The grand vision reflected in the NPC and Bhore reports did not come to pass after Indian independence in 1947. The need was immense, as Indians faced some of the worst health outcomes in the world. To take just one measure, in 1950 life expectancy at birth in India was about 35 years, which was lower than the global average (45 years) and substantially worse than in the United Kingdom (68 years).
Although policymakers vowed to improve these grim statistics in an independent India free from British rule, the Indian government continued the colonial legacy of underfunding healthcare. During the first few decades after independence, the state prioritized other areas of development—especially industrialization—over health and welfare spending. Moreover, new health programs tended to be instrumentalist in their approach. Rather than viewing healthcare as a right in itself, the government linked health programs to achieving other goals.
This instrumentalist approach to health is clearest in India’s massive population control programs during the 1960s and 1970s. Viewing population control as a shortcut to economic development, the Indian government devoted a substantial proportion of its health budget to family planning programs that aimed to reduce India’s fertility rate. With the support of international agencies like the UN, the government of India separated family planning from maternal and child health and funded the former at the expense of the latter.

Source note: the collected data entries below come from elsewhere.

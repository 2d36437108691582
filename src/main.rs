//! Thermoplate: main entry point
//!
//! ```text
//! ┌──────────────────────────────────────────────────────────┐
//! │                 Adapters (outer ring)                    │
//! │                                                          │
//! │  rppal I2C ─▶ RefCellDevice ×3     rppal GPIO (INTA)     │
//! │  CsvSampleLog / LogSampleSink      SystemClock           │
//! │                                                          │
//! │  ──────────────── Port Trait Boundary ──────────────     │
//! │                                                          │
//! │  ┌────────────────────────────────────────────────────┐  │
//! │  │  MonitorController (sensors · plate · format)      │  │
//! │  └────────────────────────────────────────────────────┘  │
//! │                                                          │
//! │  EventScheduler (timers · wake · interrupt)              │
//! └──────────────────────────────────────────────────────────┘
//! ```
//!
//! Usage: `thermoplate [config.json]`
#![deny(unused_must_use)]

use std::cell::RefCell;
use std::sync::Arc;

use anyhow::{Context, Result};
use embedded_hal_bus::i2c::RefCellDevice;
use log::info;

use thermoplate::adapters::csv_log::CsvSampleLog;
use thermoplate::adapters::log_sink::LogSampleSink;
use thermoplate::adapters::rpi;
use thermoplate::adapters::time::SystemClock;
use thermoplate::app::service::{MonitorController, probe_display};
use thermoplate::config::MonitorConfig;
use thermoplate::events::{MonitorHandle, MonitorSignals};
use thermoplate::scheduler::EventScheduler;
use thermoplate::sensors::SensorChannel;

fn load_config() -> Result<MonitorConfig> {
    match std::env::args_os().nth(1) {
        Some(path) => MonitorConfig::load(&path)
            .with_context(|| format!("loading config {}", path.to_string_lossy())),
        None => {
            info!("No config file given, using defaults");
            Ok(MonitorConfig::default())
        }
    }
}

fn main() -> Result<()> {
    env_logger::Builder::from_env(env_logger::Env::default().default_filter_or("info")).init();

    info!("Thermoplate v{}", env!("CARGO_PKG_VERSION"));
    let config = load_config()?;

    // ── Bus and peripherals ───────────────────────────────────
    let bus = RefCell::new(rpi::open_bus().context("opening I2C bus")?);
    let signals = Arc::new(MonitorSignals::new());
    let handle = MonitorHandle::new(signals.clone());

    // SIGINT and SIGTERM stop the loop so the plate is powered down.
    let stopper = handle.clone();
    ctrlc::set_handler(move || {
        info!("Signal received, stopping");
        stopper.stop();
    })
    .context("installing signal handler")?;

    let display = probe_display(RefCellDevice::new(&bus), config.expander_address, rpi::delay());

    let resolution = config.resolution();
    let [inside, outside] = config.sensor_addresses;
    let sensors = [
        SensorChannel::configure(RefCellDevice::new(&bus), inside, resolution)
            .with_context(|| format!("configuring inside sensor 0x{inside:02x}"))?,
        SensorChannel::configure(RefCellDevice::new(&bus), outside, resolution)
            .with_context(|| format!("configuring outside sensor 0x{outside:02x}"))?,
    ];

    // Kept alive for the lifetime of the loop; dropping it unregisters
    // the edge callback.
    let _interrupt_pin = match display {
        Some(_) => Some(
            rpi::watch_interrupt(config.interrupt_gpio, handle.clone())
                .context("registering button interrupt GPIO")?,
        ),
        None => None,
    };

    // ── Loop ──────────────────────────────────────────────────
    let display_timer = display.is_some().then(|| config.display_timer());
    let mut scheduler = EventScheduler::new(
        signals.clone(),
        config.log_timer(),
        display_timer,
        config.max_wait(),
    );
    let mut controller = MonitorController::new(sensors, display, signals);

    match &config.sample_log_path {
        Some(path) => {
            let mut sink = CsvSampleLog::open(path)
                .with_context(|| format!("opening sample log {path}"))?;
            controller.run(&mut scheduler, &mut sink, &SystemClock);
        }
        None => controller.run(&mut scheduler, &mut LogSampleSink::new(), &SystemClock),
    }

    info!("Done.");
    Ok(())
}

Despite significant state spending on family planning, therefore, the resources devoted to the health of mothers and children remained scarce. More broadly, although India had substantial resources, spending on healthcare infrastructure, especially in rural areas, remained woefully inadequate as the health of the population was sacrificed to other government priorities.
During the 1990s, the Indian government began a period of economic liberalization that signaled a further retreat from the earlier ambition to provide all Indians with healthcare as a right. As health services became more privatized, Indians who could afford it gained access to high-quality hospitals that offered cutting edge technologies. With its supply of highly-trained doctors—one recommendation of the Bhore report that was fulfilled—India became a hub of a growing medical tourism industry that welcomed wealthy patients from around the world.

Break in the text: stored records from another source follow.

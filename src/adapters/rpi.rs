//! Raspberry Pi peripherals: the I2C master and the plate's interrupt line.
//!
//! The MCP23017 INTA output is open-drain and active low, so the GPIO is
//! configured as an input with pull-up and watched for falling edges.  The
//! edge callback runs on rppal's interrupt thread and only raises the
//! monitor's interrupt signal.

use rppal::gpio::{Gpio, InputPin, Trigger};
use rppal::hal::Delay;
use rppal::i2c::I2c;

use log::info;

use crate::events::MonitorHandle;

/// Open the primary I2C bus (`/dev/i2c-1` on current boards).
pub fn open_bus() -> rppal::i2c::Result<I2c> {
    let bus = I2c::new()?;
    info!(
        "RPi: I2C bus {} at {} Hz",
        bus.bus(),
        bus.clock_speed().unwrap_or(0)
    );
    Ok(bus)
}

pub fn delay() -> Delay {
    Delay::new()
}

/// Route falling edges on `bcm_pin` to the monitor.  The returned pin must
/// be kept alive for the interrupt to stay registered.
pub fn watch_interrupt(bcm_pin: u8, monitor: MonitorHandle) -> rppal::gpio::Result<InputPin> {
    let mut pin = Gpio::new()?.get(bcm_pin)?.into_input_pullup();
    pin.set_async_interrupt(Trigger::FallingEdge, None, move |_| {
        monitor.raise_interrupt();
    })?;
    info!("RPi: watching GPIO {} for button interrupts", bcm_pin);
    Ok(pin)
}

Meanwhile, public healthcare services, which were the only services accessible to the majority of the population, were gutted even further. Patients in public hospitals were sometimes forced to scramble for medication and other needs even before the current COVID-19 crisis.
The Indian government today spends only 1% of its GDP on healthcare, one of the lowest rates in the world. In an echo of the colonial era, when government funds for health disproportionately benefited European enclaves, today’s India is characterized by vast health inequities with high quality care available for some, and a lack of resources for most others.
With this long history of inadequate funding and disregard for the health of ordinary people, India confronted COVID-19 with many disadvantages. However, history does not have to be destiny.
The failures of governance that led to the current crisis can and must be addressed. The immediate medical needs of patients, from the supply of medical oxygen to the provision of hospital beds, must be met. In the near term, a commitment to vaccine equity that does not privilege the former colonial powers at the expense of their former colonies in Asia, Latin America, and Africa must be the basis for any global health policy.
In the longer term, a social justice vision for health, with a commitment to adequate and equitable funding for health services for all people, is the only way to combat future pandemics and prevent the scale of tragedy we are seeing today.